Em diversos pontos, a vegetação cresce entre os túmulos, dificultando o acesso às sepulturas e obrigando visitantes a improvisarem caminhos. Além do matagal, restos de lixo, plásticos, garrafas e resíduos de velas acumulam-se ao redor dos jazigos, comprometendo não apenas a estética do local, mas também a segurança e a saúde pública.
Familiares relatam que a situação não é recente. Segundo eles, a manutenção tem sido irregular e insuficiente, o que agrava o sentimento de abandono. “É um momento de dor e saudade, mas o que encontramos aqui é desrespeito”, desabafou uma visitante que preferiu não se identificar.
O cemitério é um espaço de memória, onde famílias prestam homenagens a seus entes queridos. A falta de cuidado com a limpeza e conservação demonstra, na avaliação de moradores, ausência de planejamento e fiscalização por parte do poder público responsável pela administração do local.
Outro ponto levantado é o risco que o mato alto pode representar, favorecendo a proliferação de insetos e animais peçonhentos, especialmente em períodos de temperaturas elevadas. A situação preocupa principalmente idosos, que são maioria entre os visitantes.

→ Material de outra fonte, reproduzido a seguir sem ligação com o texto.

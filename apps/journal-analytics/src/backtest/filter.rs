//! Trade selection for a backtest run.

use chrono::{DateTime, Utc};

use super::config::BacktestConfig;
use crate::models::Trade;

/// Inclusive UTC window for the run: midnight at the start date through the
/// last millisecond of the end date, so a trade entered at any time of day
/// on the end date still qualifies.
pub(crate) fn run_window(config: &BacktestConfig) -> (DateTime<Utc>, DateTime<Utc>) {
    let start = config
        .start_date
        .and_hms_opt(0, 0, 0)
        .unwrap_or_default()
        .and_utc();
    let end = config
        .end_date
        .and_hms_milli_opt(23, 59, 59, 999)
        .unwrap_or_default()
        .and_utc();
    (start, end)
}

/// Select and order the trades a run replays: closed, inside the window,
/// matching strategy, side, and condition, ascending by entry timestamp.
///
/// The sort is stable, so trades sharing a timestamp replay in their
/// original relative order.
pub(crate) fn select_trades<'a>(trades: &'a [Trade], config: &BacktestConfig) -> Vec<&'a Trade> {
    let (start, end) = run_window(config);
    let needle = config.condition.trim().to_lowercase();

    let mut selected: Vec<&Trade> = trades
        .iter()
        .filter(|t| t.is_closed())
        .filter(|t| t.entry_time >= start && t.entry_time <= end)
        .filter(|t| config.strategy.matches(&t.strategies))
        .filter(|t| config.side.matches(t.side))
        .filter(|t| matches_condition(t, &needle))
        .collect();
    selected.sort_by_key(|t| t.entry_time);
    selected
}

/// Case-insensitive substring match against setup tags or notes. An empty
/// needle matches every trade.
fn matches_condition(trade: &Trade, needle: &str) -> bool {
    if needle.is_empty() {
        return true;
    }
    trade
        .setups
        .iter()
        .any(|setup| setup.to_lowercase().contains(needle))
        || trade.notes.to_lowercase().contains(needle)
}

A comunidade pede providências urgentes das autoridades responsáveis, cobrando um cronograma regular de manutenção, roçada e recolhimento de lixo. Moradores defendem que o respeito aos que partiram começa pelo cuidado com o espaço onde estão sepultados.
Até o momento, não houve manifestação oficial sobre quando será realizada a limpeza do local.